Professor Clark said that for him there were two main issues in life and faith.

One, was the question of whether there was a God, and whether that God was a personal God – which he emphasised he believed in through Jesus Christ.

The second was why there was so much tragedy and suffering.

Professor Clark’s first dalliance with Anglicanism came when he was living in Sydney in the 1960s after his stint overseas.

He and his wife attended a church in the suburb Cremorne, where they liked the minister, and were confirmed into the Anglican Church.

After moving to Melbourne, Professor Clark and his wife decided to attend a Methodist church in Eltham, in part because they had attended a Methodist church for some time in Sydney.

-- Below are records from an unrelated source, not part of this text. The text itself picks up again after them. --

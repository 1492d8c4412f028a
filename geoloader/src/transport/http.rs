//! HTTP transport using reqwest.

use std::time::Duration;

use serde_json::Value;
use tracing::{debug, warn};

use super::types::{parse_response, BoxFuture, FetchResponse, FetchTransport, TransportError};
use crate::request::FetchRequest;

/// Default timeout for fetch requests in seconds.
pub const DEFAULT_TIMEOUT_SECS: u64 = 30;

/// Fetches JSON record arrays over HTTP GET.
///
/// The request payload is sent the way a GET-with-data is: an object becomes
/// query pairs, a string is appended as a raw query fragment.
#[derive(Debug, Clone)]
pub struct ReqwestTransport {
    client: reqwest::Client,
}

impl ReqwestTransport {
    /// Creates a transport with the default timeout.
    pub fn new() -> Result<Self, TransportError> {
        Self::with_timeout(DEFAULT_TIMEOUT_SECS)
    }

    /// Creates a transport with a custom timeout.
    pub fn with_timeout(timeout_secs: u64) -> Result<Self, TransportError> {
        let client = reqwest::Client::builder()
            .timeout(Duration::from_secs(timeout_secs))
            .build()
            .map_err(|e| TransportError::Client(e.to_string()))?;

        Ok(Self { client })
    }

    async fn get(&self, request: &FetchRequest) -> Result<FetchResponse, TransportError> {
        let url = url_with_data(&request.url, request.data.as_ref());
        debug!(url = %url, region = %request.region, "Fetching records");

        let response = self
            .client
            .get(&url)
            .send()
            .await
            .map_err(|e| TransportError::Http(e.to_string()))?;

        let status = response.status();
        if !status.is_success() {
            return Err(TransportError::Status {
                status: status.as_u16(),
                url,
            });
        }

        let body = response
            .bytes()
            .await
            .map_err(|e| TransportError::Http(format!("Failed to read response: {}", e)))?;

        parse_response(&body)
    }
}

impl FetchTransport for ReqwestTransport {
    fn fetch<'a>(
        &'a self,
        request: &'a FetchRequest,
    ) -> BoxFuture<'a, Result<FetchResponse, TransportError>> {
        Box::pin(self.get(request))
    }
}

/// Append the request payload to the URL's query string.
pub(crate) fn url_with_data(url: &str, data: Option<&Value>) -> String {
    let suffix = match data {
        None | Some(Value::Null) => return url.to_string(),
        Some(Value::Object(map)) if map.is_empty() => return url.to_string(),
        Some(Value::Object(map)) => {
            let mut query = url::form_urlencoded::Serializer::new(String::new());
            for (key, value) in map {
                match value {
                    Value::String(s) => query.append_pair(key, s),
                    Value::Null => query.append_pair(key, ""),
                    other => query.append_pair(key, &other.to_string()),
                };
            }
            query.finish()
        }
        Some(Value::String(raw)) => raw.trim_start_matches(['?', '&']).to_string(),
        Some(other) => {
            warn!(payload = %other, "Ignoring payload that cannot be sent as a query");
            return url.to_string();
        }
    };

    if suffix.is_empty() {
        return url.to_string();
    }
    let separator = if url.contains('?') { '&' } else { '?' };
    format!("{}{}{}", url, separator, suffix)
}
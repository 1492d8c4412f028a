//! Record merging and marker reconciliation
//!
//! Fetch responses flow through two steps:
//!
//! 1. [`DataStore::merge`] writes every valid record into the store and
//!    returns the identifiers seen for the first time as a [`NewRecordSet`].
//! 2. [`MarkerReconciler::materialize`] creates one [`Marker`] per new
//!    identifier and hands it to the render surface.
//!
//! Records that reappear update the store only. Their marker keeps the
//! position and icon it was created with.

mod marker;
mod merge;

pub use marker::{Marker, MarkerReconciler};
pub use merge::{DataStore, MergeSummary, NewRecord, NewRecordSet};
//! Point-in-time copy of layer counters.

use std::fmt;

use serde::Serialize;

/// Snapshot of [`super::LayerMetrics`].
#[derive(Debug, Clone, Copy, Default, PartialEq, Eq, Serialize)]
pub struct LayerStatsSnapshot {
    /// Viewport changes processed.
    pub viewports_seen: u64,
    /// Viewports already covered by the loaded region.
    pub fetches_skipped: u64,
    /// Fetches issued.
    pub fetches_started: u64,
    /// Fetches that returned records (possibly none).
    pub fetches_completed: u64,
    /// Fetches that failed in transport.
    pub fetches_failed: u64,
    /// Response elements received.
    pub records_received: u64,
    /// Identifiers stored for the first time.
    pub records_new: u64,
    /// Stored records overwritten by a newer copy.
    pub records_replaced: u64,
    /// Elements rejected for not being objects or lacking identifier or
    /// coordinates.
    pub records_rejected: u64,
    /// Markers handed to the render surface.
    pub markers_created: u64,
}

impl LayerStatsSnapshot {
    /// Fetches issued but not yet resolved.
    pub fn fetches_in_flight(&self) -> u64 {
        self.fetches_started
            .saturating_sub(self.fetches_completed + self.fetches_failed)
    }

    /// Share of viewports served without a fetch.
    pub fn skip_ratio(&self) -> f64 {
        if self.viewports_seen == 0 {
            0.0
        } else {
            self.fetches_skipped as f64 / self.viewports_seen as f64
        }
    }
}

impl fmt::Display for LayerStatsSnapshot {
    fn fmt(&self, f: &mut fmt::Formatter<'_>) -> fmt::Result {
        write!(
            f,
            "fetches {}/{} ok, {} failed, {} skipped; records {} new, {} updated, {} rejected; {} markers",
            self.fetches_completed,
            self.fetches_started,
            self.fetches_failed,
            self.fetches_skipped,
            self.records_new,
            self.records_replaced,
            self.records_rejected,
            self.markers_created
        )
    }
}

Then they decided to go to an Anglican church in the same suburb, later moving to a Presbyterian church, then a Pentecostal church in Doncaster, where they have stayed.

While Pentecostalism was “anathema” to some Presbyterians, Professor Clark said it was not an issue for him, as he did not consider denominations to be important.

“I don’t think Christian faith can be narrowed down to dogmas,” he said.

Professor Clark referenced the views of Lutheran priest Richard Wurmbrand, who was imprisoned and tortured by the Communist regime in Romania.

He said Wurmbrand made the point, which he empathised with, that – theology was a sin.

But Professor Clark said he did not share some key Pentecostal beliefs, such as the necessity of speaking in tongues or the tendency to interpret the Bible from a creationist perspective.

However, Professor Clark said these issues were not worth arguing over.

“One should not be critical of one’s Christian brothers and sisters,” he said.

Professor Clark said he was thrilled to learn his book was one of 10 shortlisted for the Australian Christian Book of 2021 award.

“I was very surprised. I feel honoured. It is a tribute,” Professor Clark said.

Being the Bad Guys: How to Live for Jesus in a World That Says You Shouldn’t by Stephen McAlpine received the award from SparkLit in September.

I Want to Fix Ears is available at bookstores.